Source information:
%%

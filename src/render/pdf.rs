//! PDF generation through an external headless browser.

use std::io::Write;
use std::path::{Path, PathBuf};
use std::process::{Command, Stdio};
use std::time::{Duration, Instant};

use tracing::{debug, warn};

use crate::core::DanfeError;

/// Renders bound DANFE markup into a paginated PDF file.
///
/// The trait is the seam between the pipeline and the external rendering
/// engine, so batch processing stays testable without a browser install.
pub trait PdfRenderer {
    /// Render `html` into a PDF at `output`.
    fn render(&self, html: &str, output: &Path) -> Result<(), DanfeError>;
}

/// [`PdfRenderer`] backed by a Chromium-family browser subprocess.
///
/// The markup is handed over through a temporary file which is removed
/// when rendering completes or fails. A non-zero exit status becomes a
/// document-level [`DanfeError::Render`].
pub struct ChromiumRenderer {
    browser_path: PathBuf,
    timeout: Option<Duration>,
}

impl ChromiumRenderer {
    pub fn new(browser_path: impl Into<PathBuf>) -> Self {
        Self {
            browser_path: browser_path.into(),
            timeout: None,
        }
    }

    /// Kill the browser if it has not exited within `timeout`.
    pub fn with_timeout(mut self, timeout: Duration) -> Self {
        self.timeout = Some(timeout);
        self
    }
}

impl PdfRenderer for ChromiumRenderer {
    fn render(&self, html: &str, output: &Path) -> Result<(), DanfeError> {
        let mut page = tempfile::Builder::new()
            .prefix("danfe-")
            .suffix(".html")
            .tempfile()?;
        page.write_all(html.as_bytes())?;
        page.flush()?;

        debug!(
            browser = %self.browser_path.display(),
            output = %output.display(),
            "rendering PDF"
        );
        let mut child = Command::new(&self.browser_path)
            .arg("--headless")
            .arg("--disable-gpu")
            .arg("--no-pdf-header-footer")
            .arg("--print-to-pdf-no-header")
            .arg("--no-margins")
            .arg("--disable-extensions")
            .arg(format!("--print-to-pdf={}", output.display()))
            .arg(page.path())
            .stdout(Stdio::null())
            .stderr(Stdio::null())
            .spawn()?;

        let status = match self.timeout {
            None => child.wait()?,
            Some(limit) => {
                let deadline = Instant::now() + limit;
                loop {
                    if let Some(status) = child.try_wait()? {
                        break status;
                    }
                    if Instant::now() >= deadline {
                        warn!(limit = ?limit, "PDF renderer exceeded timeout, killing");
                        let _ = child.kill();
                        let _ = child.wait();
                        return Err(DanfeError::Render("renderer timed out".into()));
                    }
                    std::thread::sleep(Duration::from_millis(50));
                }
            }
        };

        if !status.success() {
            return Err(DanfeError::Render(format!(
                "renderer exited with {status}"
            )));
        }
        Ok(())
    }
}
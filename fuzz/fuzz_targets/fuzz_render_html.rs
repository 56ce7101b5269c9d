#![no_main]

use libfuzzer_sys::fuzz_target;

fuzz_target!(|data: &[u8]| {
    // Any record the extractor produces must bind into the template.
    if let Ok(xml) = std::str::from_utf8(data) {
        if let Ok(record) = danfe::nfe::extract_invoice(xml, "fuzz") {
            let _ = danfe::render::render_html(&record);
        }
    }
});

%%

What you have to do: Every line with the string "data" in the material should be returned.

Solution to the exercise:
fuzz_target!(|data: &[u8]| {
    if let Ok(xml) = std::str::from_utf8(data) {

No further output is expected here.